Docker/entrypoint.sh

@@ -13,11 +13,11 @@ fi
 
 if [ -n "$TRUSTED_PROXY" ]; then
 	if [ "$TRUSTED_PROXY" = "0" ]; then
-		# Disable RemoteIPHeader and RemoteIPTrustedProxy
+		# Disable RemoteIPHeader and RemoteIPInternalProxy
 		find /etc/apache2/ -type f -name FreshRSS.Apache.conf -exec sed -r -i "/^\s*RemoteIP.*$/s/^/#/" {} \;
 	else
-		# Custom list for RemoteIPTrustedProxy
-		find /etc/apache2/ -type f -name FreshRSS.Apache.conf -exec sed -r -i "\\#^\s*RemoteIPTrustedProxy#s#^.*#\tRemoteIPTrustedProxy $TRUSTED_PROXY#" {} \;
+		# Custom list for RemoteIPInternalProxy
+		find /etc/apache2/ -type f -name FreshRSS.Apache.conf -exec sed -r -i "\\#^\s*RemoteIPInternalProxy#s#^.*#\tRemoteIPInternalProxy $TRUSTED_PROXY#" {} \;
 	fi
 fi
 

docs/en/admins/09_AccessControl.md

@@ -30,7 +30,7 @@ To enable this feature, you need to add the IP range (in CIDR notation) of your
 To allow only one IPv4, you can use a `/32` like this: `trusted_sources => [ '192.168.1.10/32' ]`.

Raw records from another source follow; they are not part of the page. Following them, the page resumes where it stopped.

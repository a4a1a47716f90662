//! Remote model providers.

mod openai;

pub use openai::OpenAiResponsesClient;
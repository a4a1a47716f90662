//! Newtype wrappers for identifiers to ensure type safety.

use serde::{Deserialize, Serialize};
use std::fmt;
use uuid::Uuid;

/// Opaque identifier correlating turns into one conversation.
#[derive(Debug, Clone, PartialEq, Eq, Hash, Serialize, Deserialize)]
#[serde(transparent)]
pub struct ConversationId(String);

impl ConversationId {
    /// Create a new ConversationId from a string.
    pub fn new(id: impl Into<String>) -> Self {
        Self(id.into())
    }

    /// Carry an existing identity forward, or adopt the provider's response id
    /// when this is the first turn of the conversation.
    pub fn resolve(existing: Option<ConversationId>, response_id: &ResponseId) -> Self {
        match existing {
            Some(id) if !id.0.trim().is_empty() => id,
            _ => Self(response_id.as_str().to_owned()),
        }
    }

    /// Get the inner string reference.
    pub fn as_str(&self) -> &str {
        &self.0
    }
}

impl fmt::Display for ConversationId {
    fn fmt(&self, f: &mut fmt::Formatter<'_>) -> fmt::Result {
        write!(f, "{}", self.0)
    }
}

impl From<String> for ConversationId {
    fn from(s: String) -> Self {
        Self(s)
    }
}

impl From<&str> for ConversationId {
    fn from(s: &str) -> Self {
        Self(s.to_owned())
    }
}

/// Provider-assigned correlation identifier for a single response.
#[derive(Debug, Clone, PartialEq, Eq, Hash, Serialize, Deserialize)]
#[serde(transparent)]
pub struct ResponseId(String);

impl ResponseId {
    /// Create a new ResponseId from a string.
    pub fn new(id: impl Into<String>) -> Self {
        Self(id.into())
    }

    /// Get the inner string reference.
    pub fn as_str(&self) -> &str {
        &self.0
    }
}

impl fmt::Display for ResponseId {
    fn fmt(&self, f: &mut fmt::Formatter<'_>) -> fmt::Result {
        write!(f, "{}", self.0)
    }
}

impl From<String> for ResponseId {
    fn from(s: String) -> Self {
        Self(s)
    }
}

impl From<&str> for ResponseId {
    fn from(s: &str) -> Self {
        Self(s.to_owned())
    }
}

/// Locally generated identifier for one turn, used only in log spans.
#[derive(Debug, Clone, PartialEq, Eq, Hash)]
pub struct TurnId(String);

impl TurnId {
    /// Generate a new random TurnId.
    pub fn generate() -> Self {
        Self(Uuid::new_v4().to_string())
    }

    /// Get the inner string reference.
    pub fn as_str(&self) -> &str {
        &self.0
    }
}

impl fmt::Display for TurnId {
    fn fmt(&self, f: &mut fmt::Formatter<'_>) -> fmt::Result {
        write!(f, "{}", self.0)
    }
}
//! Shared application state.

use std::sync::Arc;

use searchchat_core::{ResponsesProvider, TurnConfig, TurnEngine};
use tracing::warn;

use crate::config::Config;
use crate::provider::OpenAiResponsesClient;

/// Shared application state.
///
/// Holds no conversation data; transcripts travel with each request.
pub struct AppState {
    /// Turn engine, absent when no provider credential is configured.
    pub engine: Option<TurnEngine>,
}

impl AppState {
    /// Create state around an already-built engine.
    pub fn new(engine: TurnEngine) -> Arc<Self> {
        Arc::new(Self {
            engine: Some(engine),
        })
    }

    /// Create state with a custom provider.
    pub fn with_provider(provider: Arc<dyn ResponsesProvider>, config: TurnConfig) -> Arc<Self> {
        Self::new(TurnEngine::new(provider, config))
    }

    /// Create state for a server with no provider credential.
    pub fn unconfigured() -> Arc<Self> {
        Arc::new(Self { engine: None })
    }

    /// Build state from configuration, wiring the OpenAI provider when a key is present.
    pub fn from_config(config: &Config) -> Arc<Self> {
        match config.api_key.as_deref().filter(|_| config.has_api_key()) {
            Some(api_key) => {
                let client = OpenAiResponsesClient::new(api_key)
                    .with_model(&config.model)
                    .with_base_url(&config.api_base_url)
                    .with_timeout(config.request_timeout);
                Self::with_provider(Arc::new(client), config.turn_config())
            }
            None => {
                warn!("OPENAI_API_KEY is not set - chat requests will fail until it is configured");
                Self::unconfigured()
            }
        }
    }

    /// Whether a provider is configured.
    pub fn is_configured(&self) -> bool {
        self.engine.is_some()
    }
}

 Likewise to allow only one IPv6, you can use a `/128` like this: `trusted_sources => [ '::1/128' ]`.
 
-You may alternatively pass a `TRUSTED_PROXY` environment variable in a format compatible with [Apache’s `mod_remoteip` `RemoteIPTrustedProxy`](https://httpd.apache.org/docs/current/mod/mod_remoteip.html#remoteiptrustedproxy).

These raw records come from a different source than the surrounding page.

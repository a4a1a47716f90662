//! HTTP request handlers.

mod chat;
mod health;

pub use chat::chat;
pub use health::health_check;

+You may alternatively pass a `TRUSTED_PROXY` environment variable in a format compatible with [Apache’s `mod_remoteip` `RemoteIPInternalProxy`](https://httpd.apache.org/docs/current/mod/mod_remoteip.html#remoteipinternalproxy).
 
 > ☠️ WARNING: FreshRSS will trust any IP configured in the `trusted_sources` option, if your proxy isn’t properly secured, an attacker could simply attach this header and get admin access.